After returning from combat, he served in the National Guard and was an Albuquerque police officer for several years. And he is being honored by the Red Cross for evacuating residents from a large apartment fire in Albuquerque last year.

Mitchell's time in the army left him with severe post-traumatic stress disorder and a traumatic brain injury, he said.

Full of the struggles faced by any combat veteran returning home, Mitchell's journey from soldier to musician was marked by severe, debilitating panic attacks.

Mitchell began to find a means of helping himself after he dug out a guitar his parents bought for him in high school. Mitchell had joined the Army just out of high school and had stored that guitar without learning to play it.

"I just started teaching myself to play guitar in December," he said. "I'd always had an interest in it."

Through YouTube instructional videos, he began to learn. He also had a fortuitous meeting with a professional local musician named Chris Heart at a music store around the same time. Mitchell was able to convince Heart to trade guitar lessons for shooting lessons.

Then Mitchell took what was to be a positive and fateful step last year, after the sound of rifle reports on the base near his current job at Sandia National Laboratories triggered a panic attack.

"I was sick of feeling like that, and I didn't know what to do about it," he said. "So I said, 'I'm just going to play my guitar.'"

Later that day he picked up the guitar at home during what he called a "wig-out." After a few minutes of playing, both he and his wife realized he was no longer outwardly showing signs of the attack.

Up until he began playing guitar, he said he didn't have a clear mission.

"In the military, everything is mission-oriented," he added. "When I realized what (playing) guitar did for me, that mission became clear."

Ever the soldier, his thoughts turned from helping himself to helping his fellow veterans. He said it was with Heart's help as the first volunteer guitar teacher for the project that Full Battle Rattle was born.

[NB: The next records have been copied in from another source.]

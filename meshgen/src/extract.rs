//! Mesh extraction
//!
//! Flattens a small hierarchy of shapes and transforms into a single mesh in
//! the root frame. Used to build composite shapes such as the arrow.

use glam::{DAffine3, DMat3, DVec3, Vec3};
use tracing::debug;

use crate::types::Mesh;

/// Node of a shape hierarchy
#[derive(Debug, Clone, PartialEq)]
pub enum SceneNode {
    /// Plain grouping node
    Group(Vec<SceneNode>),
    /// Applies `transform` to all of its children
    Transform {
        transform: DAffine3,
        children: Vec<SceneNode>,
    },
    /// Leaf holding a mesh
    Shape(Mesh),
}

impl SceneNode {
    /// Transform node with a pure translation
    pub fn translated(translation: DVec3, children: Vec<SceneNode>) -> Self {
        SceneNode::Transform {
            transform: DAffine3::from_translation(translation),
            children,
        }
    }
}

/// Flatten `root` into one mesh
///
/// Positions are transformed by the accumulated transform and normals by its
/// inverse transpose. Normals and texture coordinates are only kept when
/// every non-empty shape has them. The result never carries a primitive
/// descriptor.
pub fn integrate(root: &SceneNode) -> Mesh {
    let mut shapes = Vec::new();
    collect_shapes(root, DAffine3::IDENTITY, &mut shapes);
    shapes.retain(|(mesh, _)| !mesh.triangles.is_empty());

    let with_normals = !shapes.is_empty() && shapes.iter().all(|(m, _)| m.has_normals());
    let with_tex_coords = !shapes.is_empty() && shapes.iter().all(|(m, _)| m.has_tex_coords());

    let mut result = Mesh::with_capacity(
        shapes.iter().map(|(m, _)| m.vertex_count()).sum(),
        shapes.iter().map(|(m, _)| m.triangle_count()).sum(),
    );

    for (mesh, transform) in &shapes {
        append_shape(&mut result, mesh, transform, with_normals, with_tex_coords);
    }

    debug!(
        "integrate: {} shapes, {} vertices, {} triangles",
        shapes.len(),
        result.vertex_count(),
        result.triangle_count()
    );

    result
}

fn collect_shapes<'a>(node: &'a SceneNode, parent: DAffine3, out: &mut Vec<(&'a Mesh, DAffine3)>) {
    match node {
        SceneNode::Group(children) => {
            for child in children {
                collect_shapes(child, parent, out);
            }
        }
        SceneNode::Transform {
            transform,
            children,
        } => {
            let combined = parent * *transform;
            for child in children {
                collect_shapes(child, combined, out);
            }
        }
        SceneNode::Shape(mesh) => out.push((mesh, parent)),
    }
}

fn append_shape(
    result: &mut Mesh,
    mesh: &Mesh,
    transform: &DAffine3,
    with_normals: bool,
    with_tex_coords: bool,
) {
    let vertex_offset = result.vertices.len() as u32;
    let normal_offset = result.normals.len() as u32;
    let tex_coord_offset = result.tex_coords.len() as u32;

    // A mirroring transform turns the winding inside out
    let flip = transform.matrix3.determinant() < 0.0;
    let corners: [usize; 3] = if flip { [0, 2, 1] } else { [0, 1, 2] };

    result.vertices.extend(
        mesh.vertices
            .iter()
            .map(|v| transform.transform_point3(v.as_dvec3()).as_vec3()),
    );
    for triangle in &mesh.triangles {
        result.triangles.push(corners.map(|c| triangle[c] + vertex_offset));
    }

    if with_normals {
        let normal_matrix = normal_matrix(transform.matrix3);
        result.normals.extend(mesh.normals.iter().map(|n| {
            (normal_matrix * n.as_dvec3())
                .as_vec3()
                .try_normalize()
                .unwrap_or(Vec3::ZERO)
        }));
        for corner in mesh.normal_indices.chunks_exact(3) {
            result
                .normal_indices
                .extend(corners.map(|c| corner[c] + normal_offset));
        }
    }

    if with_tex_coords {
        result.tex_coords.extend_from_slice(&mesh.tex_coords);
        for corner in mesh.tex_coord_indices.chunks_exact(3) {
            result
                .tex_coord_indices
                .extend(corners.map(|c| corner[c] + tex_coord_offset));
        }
    }
}

/// Inverse transpose of the linear part; falls back to the linear part itself
/// when it is singular
fn normal_matrix(linear: DMat3) -> DMat3 {
    if linear.determinant().abs() > f64::EPSILON {
        linear.inverse().transpose()
    } else {
        linear
    }
}
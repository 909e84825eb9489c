//! Extrusion texture coordinates
//!
//! The side wall is parameterized by arc length: s along the cross section,
//! t along the spine. The lists passed in still contain their closing point,
//! so a closed cross section or spine ends at s = 1 or t = 1 instead of
//! wrapping back to 0. Each cap gets its own patch normalized to the cross
//! section's bounding rectangle; the end cap is mirrored in s.

use glam::{DVec2, DVec3, Vec2};
use std::ops::Range;

use crate::types::Mesh;

/// Cap triangles of an extrusion mesh, as ranges into `Mesh::triangles`
#[derive(Debug, Clone, Default)]
pub(crate) struct CapTriangles {
    pub begin: Range<usize>,
    pub end: Range<usize>,
    /// Index of the first vertex of the last station
    pub end_station_offset: u32,
}

/// Cumulative arc length at each point, normalized to [0, 1]
fn normalized_arc_lengths<T: Copy>(points: &[T], distance: impl Fn(T, T) -> f64) -> Vec<f64> {
    let mut lengths = Vec::with_capacity(points.len());
    let mut total = 0.0;
    lengths.push(0.0);
    for pair in points.windows(2) {
        total += distance(pair[0], pair[1]);
        lengths.push(total);
    }
    if total > 0.0 {
        for length in &mut lengths {
            *length /= total;
        }
    }
    lengths
}

pub(crate) fn extrusion_tex_coords(
    mesh: &mut Mesh,
    cross_section: &[DVec2],
    spine: &[DVec3],
    caps: &CapTriangles,
) {
    let s = normalized_arc_lengths(cross_section, |a, b| a.distance(b));
    let t = normalized_arc_lengths(spine, |a, b| a.distance(b));

    let mut tex_coords = Vec::with_capacity(s.len() * t.len() + 2 * s.len());
    for &tv in &t {
        tex_coords.extend(s.iter().map(|&sv| Vec2::new(sv as f32, tv as f32)));
    }

    let width = cross_section.len() as u32;
    let mut indices = Vec::with_capacity(mesh.triangle_count() * 3);
    for i in 0..spine.len().saturating_sub(1) as u32 {
        let upper = i * width;
        let lower = (i + 1) * width;
        for j in 0..width.saturating_sub(1) {
            let jj = j + 1;
            indices.extend([j + upper, j + lower, jj + lower]);
            indices.extend([j + upper, jj + lower, jj + upper]);
        }
    }

    if !caps.begin.is_empty() || !caps.end.is_empty() {
        let (min, max) = cross_section
            .iter()
            .fold((cross_section[0], cross_section[0]), |(min, max), p| {
                (min.min(*p), max.max(*p))
            });
        let size = max - min;
        let size = DVec2::new(
            if size.x > 0.0 { size.x } else { 1.0 },
            if size.y > 0.0 { size.y } else { 1.0 },
        );

        if !caps.begin.is_empty() {
            let offset = tex_coords.len() as u32;
            tex_coords.extend(
                cross_section
                    .iter()
                    .map(|p| ((*p - min) / size).as_vec2()),
            );
            for triangle in &mesh.triangles[caps.begin.clone()] {
                indices.extend(triangle.map(|v| v + offset));
            }
        }

        if !caps.end.is_empty() {
            let offset = tex_coords.len() as u32;
            tex_coords.extend(cross_section.iter().map(|p| {
                DVec2::new((max.x - p.x) / size.x, (p.y - min.y) / size.y).as_vec2()
            }));
            for triangle in &mesh.triangles[caps.end.clone()] {
                indices.extend(triangle.map(|v| v - caps.end_station_offset + offset));
            }
        }
    }

    mesh.tex_coords = tex_coords;
    mesh.tex_coord_indices = indices;
}
//! Planar projections (elevation grids and arbitrary meshes)

use glam::Vec2;

use crate::elevation_grid::ElevationGrid;
use crate::types::{BoundingBox, Mesh};

/// Map a zero extent to 1 so projections of flat input stay finite
fn extent_or_one(extent: f32) -> f32 {
    if extent > 0.0 { extent } else { 1.0 }
}

/// Project grid vertices onto the grid's XZ extents
pub(crate) fn elevation_grid_tex_coords(mesh: &mut Mesh, grid: &ElevationGrid) {
    let x_max = extent_or_one((grid.x_spacing * grid.x_dimension.saturating_sub(1) as f64) as f32);
    let z_max = extent_or_one((grid.z_spacing * grid.z_dimension.saturating_sub(1) as f64) as f32);

    mesh.tex_coords = mesh
        .vertices
        .iter()
        .map(|v| Vec2::new(v.x / x_max, v.z / z_max))
        .collect();
    mesh.tex_coord_indices = mesh.corner_indices().collect();
}

/// Texture coordinates for an arbitrary mesh by planar projection
///
/// Projects onto the plane spanned by the two longest bounding box axes. The
/// longest axis maps to s in [0, 1]; t keeps the aspect ratio, so it spans
/// `[0, second / longest]`. UV indices mirror the triangle indices.
pub fn generate_tex_coords_for_indexed_face_set(mesh: &mut Mesh) {
    let Some(bbox) = BoundingBox::from_points(&mesh.vertices) else {
        mesh.tex_coords.clear();
        mesh.tex_coord_indices.clear();
        return;
    };
    let size = bbox.size();

    let (s, t) = if size.x >= size.y {
        if size.x >= size.z {
            (0, if size.y >= size.z { 1 } else { 2 })
        } else {
            (2, 0)
        }
    } else if size.y >= size.z {
        (1, if size.x >= size.z { 0 } else { 2 })
    } else {
        (2, 1)
    };

    let s_size = extent_or_one(size[s]);
    let t_size = extent_or_one(size[t]);
    let ratio = size[t] / s_size;

    mesh.tex_coords = mesh
        .vertices
        .iter()
        .map(|v| {
            Vec2::new(
                (v[s] - bbox.min[s]) / s_size,
                (v[t] - bbox.min[t]) / t_size * ratio,
            )
        })
        .collect();
    mesh.tex_coord_indices = mesh.corner_indices().collect();
}

#[cfg(test)]
mod tests {
    use super::*;
    use glam::Vec3;

    #[test]
    fn test_indexed_face_set_projection() {
        // 4 x 2 rectangle in the XZ plane
        let mut mesh = Mesh::new();
        mesh.add_vertex(Vec3::new(0.0, 0.0, 0.0));
        mesh.add_vertex(Vec3::new(4.0, 0.0, 0.0));
        mesh.add_vertex(Vec3::new(4.0, 0.0, 2.0));
        mesh.add_vertex(Vec3::new(0.0, 0.0, 2.0));
        mesh.add_triangle(0, 2, 1);
        mesh.add_triangle(0, 3, 2);

        generate_tex_coords_for_indexed_face_set(&mut mesh);

        assert_eq!(mesh.tex_coords.len(), 4);
        assert_eq!(mesh.tex_coord_indices, vec![0, 2, 1, 0, 3, 2]);
        assert_eq!(mesh.tex_coords[1], Vec2::new(1.0, 0.0));
        assert_eq!(mesh.tex_coords[2], Vec2::new(1.0, 0.5));
        assert_eq!(mesh.tex_coords[3], Vec2::new(0.0, 0.5));
    }

    #[test]
    fn test_indexed_face_set_empty() {
        let mut mesh = Mesh::new();
        generate_tex_coords_for_indexed_face_set(&mut mesh);
        assert!(!mesh.has_tex_coords());
    }
}
//! Composite shapes built from other primitives

use glam::DVec3;

use super::{ConeFaces, CylinderFaces};
use crate::error::Result;
use crate::extract::{SceneNode, integrate};
use crate::generator::MeshGenerator;
use crate::types::Mesh;

impl MeshGenerator {
    /// Generate a Y-up arrow: a cylindrical shaft with a cone on top
    ///
    /// The shaft is centered at the origin and has no top cap; the cone base
    /// sits on the shaft's top. Both parts are merged into one mesh with no
    /// primitive descriptor.
    pub fn generate_arrow(
        &mut self,
        cylinder_radius: f64,
        cylinder_height: f64,
        cone_radius: f64,
        cone_height: f64,
    ) -> Result<Mesh> {
        let cone = self.generate_cone(cone_radius, cone_height, ConeFaces::ALL, false)?;
        let cylinder = self.generate_cylinder(
            cylinder_radius,
            cylinder_height,
            CylinderFaces {
                top: false,
                ..CylinderFaces::ALL
            },
            false,
        )?;

        let offset = DVec3::new(0.0, cylinder_height / 2.0 + cone_height / 2.0, 0.0);
        let root = SceneNode::Group(vec![
            SceneNode::translated(offset, vec![SceneNode::Shape(cone)]),
            SceneNode::Shape(cylinder),
        ]);

        let mut mesh = integrate(&root);
        self.update_bounding_box(&mut mesh);

        Ok(mesh)
    }
}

The organization is serving 14 veterans with seven instructors. A number of entry-level acoustic guitars were donated by the Albuquerque location of Guitar Center, he added.

"This was basically (only) a concept in February, and it's just grown from that," he said. "Now we're fully operational."

While the veterans helped by Full Battle Rattle have emotional and psychological issues, Mitchell said his organization is also interested in working with physically disabled veterans as well.

Mitchell recently filed paperwork to make Full Battle Rattle a tax-exempt, nonprofit organization.

And he is reaching out to Kirtland and Albuquerque to find donors, sponsors, music teachers of all kinds and, of course, veterans whose situations might be improved by taking up music.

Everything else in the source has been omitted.